Umanità Nova, n 32 del 15 ottobre 2006, anno 86

Letture


A. Rabinad, La suora anarchica, S. Maria Capua Vetere, Edizioni Spartaco, 2006
Abel Paz, Cronaca appassionata della Columna de Hierro, Torino, Autoproduzioni Fenix, 2006


Siamo nel settantesimo anniversario della rivoluzione spagnola, e nuovi lavori, storici o letterari, che ricordino quella memorabile stagione, si offrono oggi all'attenzione del lettore.
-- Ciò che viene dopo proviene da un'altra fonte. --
#![forbid(unsafe_code)]

//! Group options loaded from TOML.
//!
//! ```toml
//! no_nesting = true
//! default_active = 1
//! custom_styles = "display: flex;"
//! custom_component_styles = "padding: 0 1;"
//! ```
//!
//! Every key is optional. Unknown keys are rejected so typos surface early.

use std::path::{Path, PathBuf};

use serde::{Deserialize, Serialize};

use crate::props::GroupProps;

/// Errors from loading [`GroupOptions`].
#[derive(Debug, thiserror::Error)]
pub enum ConfigError {
    #[error("failed to read group options from {path}: {source}")]
    Io {
        path: PathBuf,
        #[source]
        source: std::io::Error,
    },
    #[error("invalid group options: {0}")]
    Parse(#[from] toml::de::Error),
}

/// Serializable subset of [`GroupProps`]: everything except the children.
#[derive(Debug, Clone, Default, PartialEq, Eq, Serialize, Deserialize)]
#[serde(default, deny_unknown_fields)]
pub struct GroupOptions {
    pub no_nesting: bool,
    pub default_active: Option<usize>,
    pub custom_styles: Option<String>,
    pub custom_component_styles: Option<String>,
}

impl GroupOptions {
    /// Parse options from a TOML document.
    pub fn from_toml_str(source: &str) -> Result<Self, ConfigError> {
        Ok(toml::from_str(source)?)
    }

    /// Read and parse options from a TOML file.
    pub fn load(path: impl AsRef<Path>) -> Result<Self, ConfigError> {
        let path = path.as_ref();
        let source = std::fs::read_to_string(path).map_err(|source| ConfigError::Io {
            path: path.to_path_buf(),
            source,
        })?;
        Self::from_toml_str(&source)
    }
}

impl GroupProps {
    /// Apply loaded options. Children are left as they are.
    #[must_use]
    pub fn with_options(mut self, options: GroupOptions) -> Self {
        self.no_nesting = options.no_nesting;
        self.default_active = options.default_active;
        self.custom_styles = options.custom_styles;
        self.custom_component_styles = options.custom_component_styles;
        self
    }

    /// Extract the option subset of these props.
    #[must_use]
    pub fn options(&self) -> GroupOptions {
        GroupOptions {
            no_nesting: self.no_nesting,
            default_active: self.default_active,
            custom_styles: self.custom_styles.clone(),
            custom_component_styles: self.custom_component_styles.clone(),
        }
    }
}
#![forbid(unsafe_code)]

//! Diagnostic events emitted by the group core.
//!
//! Nothing in the core fails. Misuse is reported as a [`Diagnostic`] pushed to
//! a caller-supplied [`DiagnosticSink`], and the group degrades to an empty
//! or best-effort rendering.
//!
//! # Failure Modes
//!
//! | Diagnostic | Cause | Recovery |
//! |------------|-------|----------|
//! | `MissingChildren` | no `children` input | render nothing |
//! | `SingularChild` | one element instead of a sequence | render nothing |
//! | `AmbiguousNesting` | nesting on, no single nested element | treat entry as non-nested |
//! | `ActiveOutOfRange` | external index past the roster | adopt it, nothing renders active |

use std::fmt;

/// How loud a diagnostic is.
#[derive(Debug, Clone, Copy, PartialEq, Eq, PartialOrd, Ord, Hash)]
pub enum Severity {
    Warning,
    Error,
}

impl fmt::Display for Severity {
    fn fmt(&self, f: &mut fmt::Formatter<'_>) -> fmt::Result {
        f.write_str(match self {
            Self::Warning => "warning",
            Self::Error => "error",
        })
    }
}

/// A structured diagnostic event.
#[derive(Debug, Clone, PartialEq, Eq, thiserror::Error)]
pub enum Diagnostic {
    #[error("active group received no children; pass two or more children")]
    MissingChildren,

    #[error(
        "active group cannot manage a single child; pass a sequence of children, \
         or use `custom_styles` on a plain container to style one element"
    )]
    SingularChild,

    #[error(
        "child {index} has {nested} nested elements where exactly one primary \
         component was expected; did you mean to set `no_nesting`? treating it as non-nested"
    )]
    AmbiguousNesting { index: usize, nested: usize },

    #[error("active index {index} is outside the {len} managed children; no child will render active")]
    ActiveOutOfRange { index: usize, len: usize },
}

impl Diagnostic {
    #[must_use]
    pub const fn severity(&self) -> Severity {
        match self {
            Self::MissingChildren | Self::SingularChild => Severity::Error,
            Self::AmbiguousNesting { .. } | Self::ActiveOutOfRange { .. } => Severity::Warning,
        }
    }

    /// Stable short code for the diagnostic kind.
    #[must_use]
    pub const fn code(&self) -> &'static str {
        match self {
            Self::MissingChildren => "missing-children",
            Self::SingularChild => "singular-child",
            Self::AmbiguousNesting { .. } => "ambiguous-nesting",
            Self::ActiveOutOfRange { .. } => "active-out-of-range",
        }
    }
}

/// Receiver for diagnostics. The host decides how to surface them.
pub trait DiagnosticSink {
    fn emit(&mut self, diagnostic: Diagnostic);
}

impl<S: DiagnosticSink + ?Sized> DiagnosticSink for &mut S {
    fn emit(&mut self, diagnostic: Diagnostic) {
        (**self).emit(diagnostic);
    }
}

/// Collects every diagnostic in emission order.
impl DiagnosticSink for Vec<Diagnostic> {
    fn emit(&mut self, diagnostic: Diagnostic) {
        self.push(diagnostic);
    }
}

/// Logs diagnostics through `tracing` under the `active_group` target.
#[derive(Debug, Clone, Copy, Default)]
pub struct TracingSink;

impl DiagnosticSink for TracingSink {
    fn emit(&mut self, diagnostic: Diagnostic) {
        match diagnostic.severity() {
            Severity::Error => tracing::error!(
                target: "active_group",
                code = diagnostic.code(),
                "{diagnostic}"
            ),
            Severity::Warning => tracing::warn!(
                target: "active_group",
                code = diagnostic.code(),
                "{diagnostic}"
            ),
        }
    }
}

/// Discards everything.
#[derive(Debug, Clone, Copy, Default)]
pub struct NullSink;

impl DiagnosticSink for NullSink {
    fn emit(&mut self, _diagnostic: Diagnostic) {}
}

/// Adapts a closure into a sink.
pub struct FnSink<F>(pub F);

impl<F: FnMut(Diagnostic)> DiagnosticSink for FnSink<F> {
    fn emit(&mut self, diagnostic: Diagnostic) {
        (self.0)(diagnostic);
    }
}

impl<F> fmt::Debug for FnSink<F> {
    fn fmt(&self, f: &mut fmt::Formatter<'_>) -> fmt::Result {
        f.write_str("FnSink(..)")
    }
}


#[cfg(test)]
mod tests {
    use super::capture::capture;
    use super::*;
    use tracing::Level;

    // ── Severity / codes ────────────────────────────────────────────

    #[test]
    fn severities() {
        assert_eq!(Diagnostic::MissingChildren.severity(), Severity::Error);
        assert_eq!(Diagnostic::SingularChild.severity(), Severity::Error);
        assert_eq!(
            Diagnostic::AmbiguousNesting { index: 0, nested: 0 }.severity(),
            Severity::Warning
        );
        assert_eq!(
            Diagnostic::ActiveOutOfRange { index: 4, len: 2 }.severity(),
            Severity::Warning
        );
        assert!(Severity::Error > Severity::Warning);
    }

    #[test]
    fn codes_are_distinct() {
        let codes = [
            Diagnostic::MissingChildren.code(),
            Diagnostic::SingularChild.code(),
            Diagnostic::AmbiguousNesting { index: 0, nested: 0 }.code(),
            Diagnostic::ActiveOutOfRange { index: 0, len: 0 }.code(),
        ];
        for (i, a) in codes.iter().enumerate() {
            for b in &codes[i + 1..] {
                assert_ne!(a, b);
            }
        }
    }

    #[test]
    fn messages_mention_the_fix() {
        assert!(Diagnostic::SingularChild.to_string().contains("sequence"));
        let msg = Diagnostic::AmbiguousNesting { index: 2, nested: 0 }.to_string();
        assert!(msg.contains("child 2"));
        assert!(msg.contains("no_nesting"));
    }

    // ── Sinks ───────────────────────────────────────────────────────

    #[test]
    fn vec_sink_collects_in_order() {
        let mut sink: Vec<Diagnostic> = Vec::new();
        sink.emit(Diagnostic::MissingChildren);
        sink.emit(Diagnostic::SingularChild);
        assert_eq!(
            sink,
            vec![Diagnostic::MissingChildren, Diagnostic::SingularChild]
        );
    }

    #[test]
    fn mut_ref_forwards() {
        fn emit_one<S: DiagnosticSink>(mut sink: S) {
            sink.emit(Diagnostic::MissingChildren);
        }
        let mut sink: Vec<Diagnostic> = Vec::new();
        emit_one(&mut sink);
        emit_one(&mut sink);
        assert_eq!(sink.len(), 2);
    }

    #[test]
    fn fn_sink_calls_closure() {
        let mut seen = 0;
        let mut sink = FnSink(|_d: Diagnostic| seen += 1);
        sink.emit(Diagnostic::MissingChildren);
        sink.emit(Diagnostic::SingularChild);
        drop(sink);
        assert_eq!(seen, 2);
    }

    #[test]
    fn tracing_sink_levels_follow_severity() {
        let events = capture(|| {
            let mut sink = TracingSink;
            sink.emit(Diagnostic::MissingChildren);
            sink.emit(Diagnostic::AmbiguousNesting { index: 1, nested: 0 });
        });
        let levels: Vec<(Level, &str)> = events
            .iter()
            .map(|e| (e.level, e.target.as_str()))
            .collect();
        assert_eq!(
            levels,
            vec![(Level::ERROR, "active_group"), (Level::WARN, "active_group")]
        );
        assert!(events[0].message.contains("no children"));
    }

    #[test]
    fn null_sink_logs_nothing() {
        let events = capture(|| NullSink.emit(Diagnostic::MissingChildren));
        assert!(events.is_empty());
    }
}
Come si sa, gli avvenimenti spagnoli, anche se coprirono un arco temporale di nemmeno tre anni, possono comunque essere considerati una sorta di compendio della complessità politica e sociale del ventesimo secolo, perché in quel lasso di tempo relativamente breve vennero drammaticamente al pettine tutti i nodi e le contraddizioni cui aveva dato vita lo sconvolgimento provocato dalla Grande Guerra. Le rivoluzioni proletarie, le controrivoluzioni fasciste e reazionarie, le deboli risposte democratiche o le forti spinte nazionaliste ed autonomiste, ebbero infatti modo di misurarsi nella penisola iberica, portando la dialettica ideologica sul terreno di uno scontro armato feroce e definitivo, le cui conseguenze si sarebbero fatte sentire nei lunghi decenni successivi.
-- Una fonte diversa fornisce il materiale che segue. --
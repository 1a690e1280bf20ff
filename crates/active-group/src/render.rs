#![forbid(unsafe_code)]

//! Render projection: descriptors plus the active id in, fresh output nodes out.
//!
//! Nothing here mutates a descriptor or a previously produced node. Each call
//! builds a new tree.
//!
//! ```text
//! GroupNode (custom_styles)
//! └── ItemNode #id (clickable, is_active, component_styles)
//!     └── parent clone (is_active)          -- nested entries only
//!         └── component clone (is_active, component_styles)
//! ```

use std::fmt;

use crate::element::{Element, Props};
use crate::roster::ChildDescriptor;

/// Passthrough values injected into every rendered entry.
#[derive(Debug, Clone, Copy, Default, PartialEq, Eq)]
pub struct Passthrough<'a> {
    pub component_styles: Option<&'a str>,
}

/// A rendered element.
#[derive(Debug, Clone, PartialEq, Eq)]
pub struct OutputNode {
    pub kind: String,
    pub props: Props,
    /// `Some` on managed nodes (component and wrapper), `None` on plain descendants.
    pub is_active: Option<bool>,
    /// Set on the managed component only.
    pub component_styles: Option<String>,
    pub children: Vec<OutputNode>,
}

impl OutputNode {
    /// Plain copy of an element subtree, without any injected values.
    #[must_use]
    pub fn plain(element: &Element) -> Self {
        Self {
            kind: element.kind().to_owned(),
            props: element.props().clone(),
            is_active: None,
            component_styles: None,
            children: element.nested().iter().map(Self::plain).collect(),
        }
    }

    fn write_tree(&self, f: &mut fmt::Formatter<'_>, depth: usize) -> fmt::Result {
        write!(f, "{:indent$}{}", "", self.kind, indent = depth * 2)?;
        if !self.props.is_empty() {
            let props: Vec<String> = self.props.iter().map(|(k, v)| format!("{k}={v}")).collect();
            write!(f, "({})", props.join(", "))?;
        }
        match self.is_active {
            Some(true) => f.write_str(" [active]")?,
            Some(false) => f.write_str(" [inactive]")?,
            None => {}
        }
        if let Some(styles) = &self.component_styles {
            write!(f, " styles={styles:?}")?;
        }
        writeln!(f)?;
        for child in &self.children {
            child.write_tree(f, depth + 1)?;
        }
        Ok(())
    }
}

/// Clickable container around one entry. Clicks on it are forwarded to the
/// group with `id`.
#[derive(Debug, Clone, PartialEq, Eq)]
pub struct ItemNode {
    pub id: usize,
    pub is_active: bool,
    pub component_styles: Option<String>,
    pub content: OutputNode,
}

/// The whole rendered group.
#[derive(Debug, Clone, Default, PartialEq, Eq)]
pub struct GroupNode {
    pub custom_styles: Option<String>,
    pub items: Vec<ItemNode>,
}

impl GroupNode {
    /// `is_active` of every item, in order.
    #[must_use]
    pub fn active_flags(&self) -> Vec<bool> {
        self.items.iter().map(|item| item.is_active).collect()
    }

    /// Id of the first active item.
    #[must_use]
    pub fn active_item(&self) -> Option<usize> {
        self.items.iter().find(|item| item.is_active).map(|item| item.id)
    }

    #[inline]
    pub fn is_empty(&self) -> bool {
        self.items.is_empty()
    }
}

impl fmt::Display for GroupNode {
    fn fmt(&self, f: &mut fmt::Formatter<'_>) -> fmt::Result {
        f.write_str("group")?;
        if let Some(styles) = &self.custom_styles {
            write!(f, " styles={styles:?}")?;
        }
        writeln!(f)?;
        for item in &self.items {
            writeln!(
                f,
                "  #{}{}",
                item.id,
                if item.is_active { " *" } else { "" }
            )?;
            item.content.write_tree(f, 2)?;
        }
        Ok(())
    }
}

/// Render one descriptor.
#[must_use]
pub fn render_descriptor(
    descriptor: &ChildDescriptor,
    is_active: bool,
    extra: Passthrough<'_>,
) -> ItemNode {
    let component_styles = extra.component_styles.map(str::to_owned);

    let component = OutputNode {
        is_active: Some(is_active),
        component_styles: component_styles.clone(),
        ..OutputNode::plain(&descriptor.component)
    };

    let content = match &descriptor.parent {
        Some(parent) => OutputNode {
            kind: parent.kind().to_owned(),
            props: parent.props().clone(),
            is_active: Some(is_active),
            component_styles: None,
            children: vec![component],
        },
        None => component,
    };

    ItemNode {
        id: descriptor.id,
        is_active,
        component_styles,
        content,
    }
}

/// Render every descriptor against `active_id`.
#[must_use]
pub fn render_roster(
    roster: &[ChildDescriptor],
    active_id: Option<usize>,
    extra: Passthrough<'_>,
) -> Vec<ItemNode> {
    roster
        .iter()
        .map(|d| render_descriptor(d, active_id == Some(d.id), extra))
        .collect()
}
La presenza dell'anarchismo organizzato fu uno dei fenomeni più peculiari e significativi dell'esperienza spagnola, e la carica autogestionaria e rivoluzionaria espressa dal proletariato libertario può essere considerata, se non l'unica, certamente la forza determinante nel fermare sul nascere il successo del sollevamento. Questa volontà di costruire quel mondo nuovo che gli anarchici spagnoli portavano nel loro cuore non si manifestò solo nell'organizzazione orizzontale delle attività produttive o nella creazione delle collettività agricole emancipate dal retaggio del latifondismo, ma si concretizzò anche, in parallela scansione ideale e temporale, nella formazione delle milizie che mossero dalle città sottratte ai generali per riconquistare le località cadute sotto il controllo dei militari. Ed è in considerazione dell'importanza di queste milizie nella storia della rivoluzione spagnola, che sono loro dedicati due fra i testi più interessanti usciti recentemente sulla guerra di Spagna e dei quali cercherò di rendere conto in questa breve e doppia recensione.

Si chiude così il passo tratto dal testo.